*Data excerpts*:
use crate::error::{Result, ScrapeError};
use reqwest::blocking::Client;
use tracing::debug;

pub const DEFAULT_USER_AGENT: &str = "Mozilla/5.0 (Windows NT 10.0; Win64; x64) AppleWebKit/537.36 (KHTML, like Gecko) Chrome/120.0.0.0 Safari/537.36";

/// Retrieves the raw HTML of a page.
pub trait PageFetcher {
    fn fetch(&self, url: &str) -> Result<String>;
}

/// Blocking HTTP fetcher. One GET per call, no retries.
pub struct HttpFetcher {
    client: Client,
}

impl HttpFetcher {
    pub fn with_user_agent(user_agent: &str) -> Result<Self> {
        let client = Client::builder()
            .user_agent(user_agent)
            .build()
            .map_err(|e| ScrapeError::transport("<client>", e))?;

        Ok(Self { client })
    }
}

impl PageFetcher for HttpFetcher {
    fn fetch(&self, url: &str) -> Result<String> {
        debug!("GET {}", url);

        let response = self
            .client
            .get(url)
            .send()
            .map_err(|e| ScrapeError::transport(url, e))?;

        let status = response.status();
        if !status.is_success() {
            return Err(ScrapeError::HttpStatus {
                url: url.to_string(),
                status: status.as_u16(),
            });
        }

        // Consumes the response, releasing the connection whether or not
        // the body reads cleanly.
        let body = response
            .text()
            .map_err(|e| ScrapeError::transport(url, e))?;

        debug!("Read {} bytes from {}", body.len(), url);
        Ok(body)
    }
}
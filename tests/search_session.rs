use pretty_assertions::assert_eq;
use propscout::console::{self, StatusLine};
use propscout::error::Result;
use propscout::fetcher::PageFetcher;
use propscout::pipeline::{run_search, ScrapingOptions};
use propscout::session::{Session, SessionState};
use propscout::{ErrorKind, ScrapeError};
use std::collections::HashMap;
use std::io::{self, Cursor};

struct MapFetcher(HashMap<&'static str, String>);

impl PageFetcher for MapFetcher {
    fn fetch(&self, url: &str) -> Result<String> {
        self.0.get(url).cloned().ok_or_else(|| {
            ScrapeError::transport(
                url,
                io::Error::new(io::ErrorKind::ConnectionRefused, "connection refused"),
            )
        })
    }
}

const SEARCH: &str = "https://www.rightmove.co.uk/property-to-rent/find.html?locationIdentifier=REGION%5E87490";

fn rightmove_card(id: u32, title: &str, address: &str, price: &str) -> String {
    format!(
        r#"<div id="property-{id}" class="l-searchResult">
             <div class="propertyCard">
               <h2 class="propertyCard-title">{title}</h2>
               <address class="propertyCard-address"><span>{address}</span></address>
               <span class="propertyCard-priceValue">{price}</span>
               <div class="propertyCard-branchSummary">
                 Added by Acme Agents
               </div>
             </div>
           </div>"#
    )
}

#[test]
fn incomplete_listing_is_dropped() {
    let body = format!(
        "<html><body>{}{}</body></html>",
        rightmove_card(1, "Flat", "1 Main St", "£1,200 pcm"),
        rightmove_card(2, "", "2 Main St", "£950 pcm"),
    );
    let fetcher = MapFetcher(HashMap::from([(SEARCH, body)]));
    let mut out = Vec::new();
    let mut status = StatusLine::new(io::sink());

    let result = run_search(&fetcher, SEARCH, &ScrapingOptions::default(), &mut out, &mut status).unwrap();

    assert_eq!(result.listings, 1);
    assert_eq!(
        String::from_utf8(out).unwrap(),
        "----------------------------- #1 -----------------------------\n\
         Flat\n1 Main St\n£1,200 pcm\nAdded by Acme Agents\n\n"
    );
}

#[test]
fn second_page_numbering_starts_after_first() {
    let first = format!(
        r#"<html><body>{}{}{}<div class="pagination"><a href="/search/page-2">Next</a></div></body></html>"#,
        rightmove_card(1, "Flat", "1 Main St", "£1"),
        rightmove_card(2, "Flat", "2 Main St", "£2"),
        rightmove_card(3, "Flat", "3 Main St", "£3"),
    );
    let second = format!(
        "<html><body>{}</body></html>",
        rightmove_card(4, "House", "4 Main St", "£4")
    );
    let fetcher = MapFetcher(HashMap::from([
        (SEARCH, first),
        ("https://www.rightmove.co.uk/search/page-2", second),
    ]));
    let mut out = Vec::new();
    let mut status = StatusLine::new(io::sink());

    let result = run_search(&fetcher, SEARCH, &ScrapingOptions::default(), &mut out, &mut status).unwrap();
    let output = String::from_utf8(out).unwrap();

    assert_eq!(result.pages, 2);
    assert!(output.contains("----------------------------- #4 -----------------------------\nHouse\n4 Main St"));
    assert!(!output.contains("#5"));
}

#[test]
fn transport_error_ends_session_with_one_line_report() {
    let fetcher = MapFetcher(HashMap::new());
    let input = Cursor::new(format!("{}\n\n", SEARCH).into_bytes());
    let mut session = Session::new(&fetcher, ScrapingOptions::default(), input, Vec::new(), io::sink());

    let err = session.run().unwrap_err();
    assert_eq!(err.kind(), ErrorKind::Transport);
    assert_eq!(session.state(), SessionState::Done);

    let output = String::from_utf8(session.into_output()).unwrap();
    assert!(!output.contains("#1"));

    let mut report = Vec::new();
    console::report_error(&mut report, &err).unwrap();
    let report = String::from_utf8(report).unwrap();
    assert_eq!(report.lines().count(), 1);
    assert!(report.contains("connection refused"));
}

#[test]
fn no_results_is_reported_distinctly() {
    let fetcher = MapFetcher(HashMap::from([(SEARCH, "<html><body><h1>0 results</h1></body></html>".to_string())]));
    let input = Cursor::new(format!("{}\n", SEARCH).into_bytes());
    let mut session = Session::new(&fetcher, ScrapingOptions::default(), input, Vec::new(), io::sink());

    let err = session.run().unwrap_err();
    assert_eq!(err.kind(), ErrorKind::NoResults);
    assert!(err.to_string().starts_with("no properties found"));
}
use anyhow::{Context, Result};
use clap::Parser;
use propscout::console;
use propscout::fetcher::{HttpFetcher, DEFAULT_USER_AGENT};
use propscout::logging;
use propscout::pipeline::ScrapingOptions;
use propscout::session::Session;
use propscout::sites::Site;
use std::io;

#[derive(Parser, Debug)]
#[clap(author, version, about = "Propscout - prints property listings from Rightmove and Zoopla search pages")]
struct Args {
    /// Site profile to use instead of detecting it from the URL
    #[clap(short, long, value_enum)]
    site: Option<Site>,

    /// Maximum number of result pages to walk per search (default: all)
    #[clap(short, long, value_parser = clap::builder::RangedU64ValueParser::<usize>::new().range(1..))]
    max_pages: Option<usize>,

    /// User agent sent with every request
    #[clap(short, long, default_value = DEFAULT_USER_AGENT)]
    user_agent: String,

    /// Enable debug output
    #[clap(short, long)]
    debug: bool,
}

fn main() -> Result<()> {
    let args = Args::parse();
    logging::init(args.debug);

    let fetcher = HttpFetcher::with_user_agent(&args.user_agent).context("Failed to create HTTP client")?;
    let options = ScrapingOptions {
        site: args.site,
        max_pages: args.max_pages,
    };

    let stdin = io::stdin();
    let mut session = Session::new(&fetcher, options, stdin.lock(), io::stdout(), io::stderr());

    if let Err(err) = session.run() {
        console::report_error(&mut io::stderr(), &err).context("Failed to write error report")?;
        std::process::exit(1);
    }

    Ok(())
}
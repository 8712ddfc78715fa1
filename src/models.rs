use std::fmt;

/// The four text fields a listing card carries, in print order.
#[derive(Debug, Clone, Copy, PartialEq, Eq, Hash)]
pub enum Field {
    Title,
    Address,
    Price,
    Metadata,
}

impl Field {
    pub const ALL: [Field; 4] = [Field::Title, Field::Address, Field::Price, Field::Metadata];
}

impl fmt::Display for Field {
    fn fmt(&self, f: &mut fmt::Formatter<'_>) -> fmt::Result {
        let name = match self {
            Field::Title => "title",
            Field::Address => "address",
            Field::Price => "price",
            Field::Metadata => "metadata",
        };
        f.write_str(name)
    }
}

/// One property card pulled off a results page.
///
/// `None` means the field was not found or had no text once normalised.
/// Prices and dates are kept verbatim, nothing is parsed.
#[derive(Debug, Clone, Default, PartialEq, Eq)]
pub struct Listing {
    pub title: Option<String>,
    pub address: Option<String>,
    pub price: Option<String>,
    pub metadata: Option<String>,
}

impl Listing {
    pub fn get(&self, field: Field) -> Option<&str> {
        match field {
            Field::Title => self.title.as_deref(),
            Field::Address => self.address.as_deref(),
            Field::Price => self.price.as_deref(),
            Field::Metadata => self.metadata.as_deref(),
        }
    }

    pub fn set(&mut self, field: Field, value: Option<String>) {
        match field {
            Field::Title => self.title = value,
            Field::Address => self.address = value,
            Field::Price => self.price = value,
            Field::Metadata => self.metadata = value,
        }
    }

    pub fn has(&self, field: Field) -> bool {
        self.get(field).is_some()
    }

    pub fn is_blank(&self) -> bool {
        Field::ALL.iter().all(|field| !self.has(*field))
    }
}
--
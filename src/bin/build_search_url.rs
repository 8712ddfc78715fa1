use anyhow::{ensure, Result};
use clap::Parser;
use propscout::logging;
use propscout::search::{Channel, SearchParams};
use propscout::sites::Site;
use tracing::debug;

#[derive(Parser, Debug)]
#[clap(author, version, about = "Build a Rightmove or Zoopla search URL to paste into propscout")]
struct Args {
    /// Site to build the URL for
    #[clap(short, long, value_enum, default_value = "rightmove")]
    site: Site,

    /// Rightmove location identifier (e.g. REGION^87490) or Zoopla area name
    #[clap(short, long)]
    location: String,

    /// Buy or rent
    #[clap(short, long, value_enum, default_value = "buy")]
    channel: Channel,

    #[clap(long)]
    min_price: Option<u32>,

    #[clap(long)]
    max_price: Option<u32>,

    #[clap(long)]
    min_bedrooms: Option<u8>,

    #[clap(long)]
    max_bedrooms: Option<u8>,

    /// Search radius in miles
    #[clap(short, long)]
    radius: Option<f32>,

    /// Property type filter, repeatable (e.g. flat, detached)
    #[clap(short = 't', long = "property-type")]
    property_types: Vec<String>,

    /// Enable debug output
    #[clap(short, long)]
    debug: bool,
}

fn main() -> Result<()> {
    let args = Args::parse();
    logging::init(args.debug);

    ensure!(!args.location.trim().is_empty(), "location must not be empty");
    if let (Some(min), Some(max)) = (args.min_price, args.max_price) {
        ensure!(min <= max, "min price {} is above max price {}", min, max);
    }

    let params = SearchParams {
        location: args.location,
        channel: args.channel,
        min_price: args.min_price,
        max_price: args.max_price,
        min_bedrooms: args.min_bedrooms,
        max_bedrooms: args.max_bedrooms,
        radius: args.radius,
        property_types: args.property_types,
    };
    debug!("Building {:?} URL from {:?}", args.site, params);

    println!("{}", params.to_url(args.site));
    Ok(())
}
---
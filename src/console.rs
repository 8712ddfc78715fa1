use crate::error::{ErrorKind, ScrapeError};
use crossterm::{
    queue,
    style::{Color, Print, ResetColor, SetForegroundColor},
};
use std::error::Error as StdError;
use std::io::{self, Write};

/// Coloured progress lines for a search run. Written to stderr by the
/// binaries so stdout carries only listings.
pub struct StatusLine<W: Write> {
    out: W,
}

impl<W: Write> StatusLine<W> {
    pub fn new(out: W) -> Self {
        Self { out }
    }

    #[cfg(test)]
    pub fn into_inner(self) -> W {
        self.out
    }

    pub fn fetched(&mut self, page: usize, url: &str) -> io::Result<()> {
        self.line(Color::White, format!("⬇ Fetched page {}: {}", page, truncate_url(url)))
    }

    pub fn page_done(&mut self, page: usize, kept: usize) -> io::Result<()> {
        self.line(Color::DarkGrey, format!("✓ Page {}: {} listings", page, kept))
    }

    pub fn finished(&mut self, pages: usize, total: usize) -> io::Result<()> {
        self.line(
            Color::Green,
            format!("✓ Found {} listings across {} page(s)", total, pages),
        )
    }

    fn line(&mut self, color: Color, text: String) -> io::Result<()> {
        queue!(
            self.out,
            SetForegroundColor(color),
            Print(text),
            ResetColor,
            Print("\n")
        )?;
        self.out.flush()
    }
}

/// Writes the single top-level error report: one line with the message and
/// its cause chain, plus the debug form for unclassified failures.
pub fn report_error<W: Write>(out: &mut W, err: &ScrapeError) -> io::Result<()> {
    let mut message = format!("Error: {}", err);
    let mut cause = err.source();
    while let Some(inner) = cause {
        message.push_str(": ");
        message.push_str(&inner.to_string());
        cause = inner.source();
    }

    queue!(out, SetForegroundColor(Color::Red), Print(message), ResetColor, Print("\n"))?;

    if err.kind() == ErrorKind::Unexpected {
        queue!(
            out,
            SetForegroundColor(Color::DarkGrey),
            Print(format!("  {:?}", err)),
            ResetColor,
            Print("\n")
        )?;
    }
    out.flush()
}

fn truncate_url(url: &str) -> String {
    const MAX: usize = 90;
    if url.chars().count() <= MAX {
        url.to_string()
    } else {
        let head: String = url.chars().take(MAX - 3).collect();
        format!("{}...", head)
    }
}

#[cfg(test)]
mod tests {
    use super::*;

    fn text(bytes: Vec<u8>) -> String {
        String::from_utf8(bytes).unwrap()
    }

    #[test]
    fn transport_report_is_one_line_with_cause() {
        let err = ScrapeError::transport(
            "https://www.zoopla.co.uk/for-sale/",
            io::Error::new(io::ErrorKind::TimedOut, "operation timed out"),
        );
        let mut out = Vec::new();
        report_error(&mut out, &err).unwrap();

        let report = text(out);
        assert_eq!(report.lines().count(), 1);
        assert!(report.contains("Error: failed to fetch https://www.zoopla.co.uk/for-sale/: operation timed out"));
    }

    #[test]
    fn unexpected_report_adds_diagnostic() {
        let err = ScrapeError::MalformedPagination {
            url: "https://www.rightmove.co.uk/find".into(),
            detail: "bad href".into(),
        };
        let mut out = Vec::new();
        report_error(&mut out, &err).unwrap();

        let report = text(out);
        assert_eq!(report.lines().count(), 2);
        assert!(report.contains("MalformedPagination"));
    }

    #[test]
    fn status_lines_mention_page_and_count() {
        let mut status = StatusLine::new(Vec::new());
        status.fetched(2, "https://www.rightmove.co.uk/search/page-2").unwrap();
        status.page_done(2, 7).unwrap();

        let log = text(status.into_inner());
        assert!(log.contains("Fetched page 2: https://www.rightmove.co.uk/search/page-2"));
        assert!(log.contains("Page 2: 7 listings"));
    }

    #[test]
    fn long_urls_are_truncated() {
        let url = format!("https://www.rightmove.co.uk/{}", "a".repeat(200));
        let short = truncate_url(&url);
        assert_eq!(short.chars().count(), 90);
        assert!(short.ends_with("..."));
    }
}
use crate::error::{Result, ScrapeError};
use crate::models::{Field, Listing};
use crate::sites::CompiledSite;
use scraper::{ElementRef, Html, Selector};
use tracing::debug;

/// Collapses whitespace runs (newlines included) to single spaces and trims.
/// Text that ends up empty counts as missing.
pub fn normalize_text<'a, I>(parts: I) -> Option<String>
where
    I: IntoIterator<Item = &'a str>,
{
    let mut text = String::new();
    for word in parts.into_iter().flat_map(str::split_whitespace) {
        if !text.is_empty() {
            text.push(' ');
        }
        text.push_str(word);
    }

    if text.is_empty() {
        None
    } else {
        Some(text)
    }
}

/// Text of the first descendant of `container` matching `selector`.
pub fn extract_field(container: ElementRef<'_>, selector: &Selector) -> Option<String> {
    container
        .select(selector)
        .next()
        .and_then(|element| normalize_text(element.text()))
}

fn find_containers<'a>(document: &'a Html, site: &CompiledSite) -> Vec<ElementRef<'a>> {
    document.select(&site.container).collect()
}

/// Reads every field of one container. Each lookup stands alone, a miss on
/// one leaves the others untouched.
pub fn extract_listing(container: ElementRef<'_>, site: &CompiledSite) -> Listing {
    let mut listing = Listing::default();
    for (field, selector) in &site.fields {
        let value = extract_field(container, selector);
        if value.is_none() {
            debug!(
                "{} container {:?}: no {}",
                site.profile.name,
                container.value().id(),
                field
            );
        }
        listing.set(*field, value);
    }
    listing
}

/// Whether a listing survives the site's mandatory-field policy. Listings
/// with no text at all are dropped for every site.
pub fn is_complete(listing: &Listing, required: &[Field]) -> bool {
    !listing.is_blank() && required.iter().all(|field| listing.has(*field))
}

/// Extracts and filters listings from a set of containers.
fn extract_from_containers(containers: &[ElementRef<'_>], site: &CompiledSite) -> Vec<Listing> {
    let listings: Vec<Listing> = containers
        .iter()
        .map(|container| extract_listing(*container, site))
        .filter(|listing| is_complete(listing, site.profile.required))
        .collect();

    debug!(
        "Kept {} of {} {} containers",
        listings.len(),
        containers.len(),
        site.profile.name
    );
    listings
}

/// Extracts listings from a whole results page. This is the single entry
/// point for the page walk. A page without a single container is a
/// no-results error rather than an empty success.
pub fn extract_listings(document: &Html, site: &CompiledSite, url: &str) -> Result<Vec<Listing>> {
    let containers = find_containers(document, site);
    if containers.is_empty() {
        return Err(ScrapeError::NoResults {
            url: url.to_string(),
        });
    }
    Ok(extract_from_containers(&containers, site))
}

*Aim of the exercise*:
Your answer should consist of the lines from the line with "pub fn with_user_agent(user_agent: &str)" to the line with "impl PageFetcher for HttpFetcher" above, repeated exactly, both ends included.

*Response area*:
    pub fn with_user_agent(user_agent: &str) -> Result<Self> {
        let client = Client::builder()
            .user_agent(user_agent)
            .build()
            .map_err(|e| ScrapeError::transport("<client>", e))?;

        Ok(Self { client })
    }
}

impl PageFetcher for HttpFetcher {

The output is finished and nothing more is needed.